How do I get my dog to listen to my children?
It usually boils down to inconsistency. Children tend to be inconsistent in their behaviors while dogs thrive on predictability. Dogs are simply more apt to listen to people who establish clear rules and set explicit boundaries.
Dogs live in a black and white world and don’t understand sudden changes. Children’s behavior, however, changes sharply and often; they may be smiling and giggling one minute and crying and storming around the room the next. Or, they might encourage chase games before lunch but scream for help when the dog approaches after dinner. Understandably, this behavior is very confusing–your dog has no idea when it’s “chase time” and when it isn’t.
When their owners’ behavior is unclear or inconsistent, dogs tend to make their own rules. And since children have a difficult enough time following rules parents set, expecting a child to consistently adhere to the guidelines of dog training might be expecting too much. (Of course, this depends on the age and maturity of the child–or anyone in the household, for that matter.)

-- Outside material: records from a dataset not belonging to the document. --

#[cfg(test)]
mod tests {
    use super::*;
    use chrono::Utc;
    use sea_orm::{DatabaseBackend, MockDatabase, MockExecResult};
    use std::str::FromStr;

    fn exec(rows: u64) -> MockExecResult {
        MockExecResult {
            last_insert_id: 0,
            rows_affected: rows,
        }
    }

    fn item(id: i64, total: &str, status: OrderItemStatus) -> order_items::Model {
        order_items::Model {
            id,
            user_id: 1,
            product_id: 1,
            quantity: 3,
            total: Decimal::from_str(total).unwrap(),
            status,
            created_at: Utc::now(),
        }
    }

    fn order(id: i64) -> orders::Model {
        orders::Model {
            id,
            user_id: 1,
            sum_total: Decimal::ZERO,
            status: OrderStatus::Active,
            created_at: Utc::now(),
            updated_at: Utc::now(),
        }
    }

    #[test]
    fn test_guard_blocks_reentry() {
        let mut guard = DeletionGuard::new();
        assert!(guard.enter_item(7));
        assert!(!guard.enter_item(7));
        assert!(guard.enter_item(8));

        assert!(!guard.is_deleting_order(1));
        assert!(guard.enter_order(1));
        assert!(!guard.enter_order(1));
        assert!(guard.is_deleting_order(1));
    }

    #[tokio::test]
    async fn test_recompute_sums_member_totals() {
        let db = MockDatabase::new(DatabaseBackend::Postgres)
            .append_query_results([vec![
                item(1, "24.0", OrderItemStatus::Active),
                item(2, "24.0", OrderItemStatus::Active),
            ]])
            .append_exec_results([exec(1)])
            .into_connection();

        let sum = recompute_sum_total(&db, 10).await.unwrap();
        assert_eq!(sum.to_string(), "48.00");
    }

    #[tokio::test]
    async fn test_claim_requires_items() {
        let db = MockDatabase::new(DatabaseBackend::Postgres).into_connection();
        let err = claim_items(&db, &order(1), &[]).await.unwrap_err();
        assert!(matches!(err, AppError::ValidationError(_)));
    }

    #[tokio::test]
    async fn test_claim_fails_when_items_taken_concurrently() {
        // 两个明细只有一个仍为 pending
        let db = MockDatabase::new(DatabaseBackend::Postgres)
            .append_exec_results([exec(1)])
            .into_connection();

        let items = vec![
            item(1, "24.0", OrderItemStatus::Pending),
            item(2, "24.0", OrderItemStatus::Pending),
        ];
        let err = claim_items(&db, &order(1), &items).await.unwrap_err();
        assert!(matches!(err, AppError::ValidationError(_)));
    }

    #[tokio::test]
    async fn test_cascade_status_without_members_is_noop() {
        let db = MockDatabase::new(DatabaseBackend::Postgres)
            .append_query_results([Vec::<relations::Model>::new()])
            .into_connection();

        let updated = cascade_status(&db, 3, OrderStatus::Completed).await.unwrap();
        assert_eq!(updated, 0);
    }

    #[tokio::test]
    async fn test_delete_order_item_skips_reentry_without_touching_db() {
        let db = MockDatabase::new(DatabaseBackend::Postgres).into_connection();
        let mut guard = DeletionGuard::new();
        guard.enter_item(5);

        let deleted = delete_order_item(&db, 5, &mut guard).await.unwrap();
        assert!(!deleted);
        assert!(db.into_transaction_log().is_empty());
    }

    #[tokio::test]
    async fn test_delete_relation_deletes_item_once() {
        let relation = relations::Model {
            id: 1,
            order_id: 10,
            order_item_id: 5,
        };
        let db = MockDatabase::new(DatabaseBackend::Postgres)
            // recompute: no members left
            .append_query_results([Vec::<order_items::Model>::new()])
            // delete_order_item: remaining relations of the item
            .append_query_results([Vec::<relations::Model>::new()])
            .append_exec_results([exec(1), exec(1), exec(1)])
            .into_connection();

        let mut guard = DeletionGuard::new();
        delete_relation(&db, &relation, &mut guard).await.unwrap();

        // 明细已进入 guard，再次删除不会重复执行
        assert!(!delete_order_item(&db, 5, &mut guard).await.unwrap());
        // delete relation, recompute select, update sum, select relations, delete item
        assert_eq!(db.into_transaction_log().len(), 5);
    }

    fn relation(id: i64, order_id: i64, order_item_id: i64) -> relations::Model {
        relations::Model {
            id,
            order_id,
            order_item_id,
        }
    }

    fn executed_sql(db: sea_orm::DatabaseConnection) -> String {
        format!("{:?}", db.into_transaction_log()).replace("\\\"", "\"")
    }

    #[tokio::test]
    async fn test_recompute_without_members_is_zero() {
        let db = MockDatabase::new(DatabaseBackend::Postgres)
            .append_query_results([Vec::<order_items::Model>::new()])
            .append_exec_results([exec(1)])
            .into_connection();

        let sum = recompute_sum_total(&db, 10).await.unwrap();
        assert_eq!(sum.to_string(), "0.00");
    }

    #[tokio::test]
    async fn test_recompute_rejects_sum_beyond_amount_column() {
        let db = MockDatabase::new(DatabaseBackend::Postgres)
            .append_query_results([vec![
                item(1, "60000000.0", OrderItemStatus::Active),
                item(2, "50000000.0", OrderItemStatus::Active),
            ]])
            .into_connection();

        let err = recompute_sum_total(&db, 10).await.unwrap_err();
        assert!(matches!(err, AppError::ValidationError(_)));
        assert!(!executed_sql(db).contains(r#"UPDATE "orders""#));
    }

    #[tokio::test]
    async fn test_clear_items_recomputes_then_deletes_members() {
        let db = MockDatabase::new(DatabaseBackend::Postgres)
            .append_query_results([vec![relation(1, 10, 1), relation(2, 10, 2)]])
            // recompute: relations already gone
            .append_query_results([Vec::<order_items::Model>::new()])
            // delete_order_item: no relations left for either item
            .append_query_results([Vec::<relations::Model>::new()])
            .append_query_results([Vec::<relations::Model>::new()])
            .append_exec_results([exec(2), exec(1), exec(1), exec(1)])
            .into_connection();

        let mut guard = DeletionGuard::new();
        let deleted = clear_items(&db, 10, &mut guard).await.unwrap();
        assert_eq!(deleted, 2);

        let log = db.into_transaction_log();
        // select relations, delete relations, recompute select + update,
        // then select relations + delete per item
        assert_eq!(log.len(), 8);
        let sql = format!("{log:?}").replace("\\\"", "\"");
        let relations_delete = sql.find(r#"DELETE FROM "order_item_relations""#).unwrap();
        let recompute = sql.find(r#"UPDATE "orders" SET "sum_total""#).unwrap();
        let item_delete = sql.find(r#"DELETE FROM "order_items""#).unwrap();
        assert!(relations_delete < recompute);
        assert!(recompute < item_delete);
    }

    #[tokio::test]
    async fn test_delete_order_skips_recompute_of_deleted_order() {
        let db = MockDatabase::new(DatabaseBackend::Postgres)
            .append_query_results([vec![relation(1, 10, 1), relation(2, 10, 2)]])
            .append_query_results([Vec::<relations::Model>::new()])
            .append_query_results([Vec::<relations::Model>::new()])
            .append_exec_results([exec(2), exec(1), exec(1), exec(1)])
            .into_connection();

        let mut guard = DeletionGuard::new();
        delete_order(&db, 10, &mut guard).await.unwrap();
        assert!(guard.is_deleting_order(10));
        // 再次删除同一订单不访问数据库
        delete_order(&db, 10, &mut guard).await.unwrap();

        let log = db.into_transaction_log();
        // select relations, delete relations, select + delete per item, delete order
        assert_eq!(log.len(), 7);
        let sql = format!("{log:?}").replace("\\\"", "\"");
        assert!(!sql.contains(r#"UPDATE "orders""#));
        let item_delete = sql.rfind(r#"DELETE FROM "order_items""#).unwrap();
        let order_delete = sql.find(r#"DELETE FROM "orders""#).unwrap();
        assert!(item_delete < order_delete);
    }

    #[tokio::test]
    async fn test_release_product_items_rejects_placed_items() {
        let db = MockDatabase::new(DatabaseBackend::Postgres)
            .append_query_results([vec![
                item(1, "24.0", OrderItemStatus::Pending),
                item(2, "24.0", OrderItemStatus::Active),
            ]])
            .into_connection();

        let mut guard = DeletionGuard::new();
        let err = release_product_items(&db, &[1], &mut guard)
            .await
            .unwrap_err();
        assert!(matches!(err, AppError::ValidationError(_)));
        assert!(!executed_sql(db).contains("DELETE"));
    }

    #[tokio::test]
    async fn test_release_product_items_deletes_pending_items() {
        let db = MockDatabase::new(DatabaseBackend::Postgres)
            .append_query_results([vec![
                item(1, "24.0", OrderItemStatus::Pending),
                item(2, "24.0", OrderItemStatus::Pending),
            ]])
            .append_query_results([Vec::<relations::Model>::new()])
            .append_query_results([Vec::<relations::Model>::new()])
            .append_exec_results([exec(1), exec(1)])
            .into_connection();

        let mut guard = DeletionGuard::new();
        let released = release_product_items(&db, &[1], &mut guard).await.unwrap();
        assert_eq!(released, 2);
        assert!(!guard.enter_item(1));
        assert!(!guard.enter_item(2));
    }
}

To be fair to both, I always suggest that the adults in the family take on the leadership role. I can’t think of anything worse for your dog than having to report to five individuals (two adults and three children, for instance), all with different expectations. I recommend that the adults set the boundaries for the children and the dog–and then ensure that both children and dog are following the rules. Under no circumstance should a child ever be permitted to punish a dog.
That said, children can certainly be involved in the training, but when it comes to “commanding” the dog, an adult should always be present. That way, the parent can reinforce what the child is asking of the dog and avoid frustration for both. And ultimately, teaching tricks and games using reward-based training will have a lasting positive effect on both species.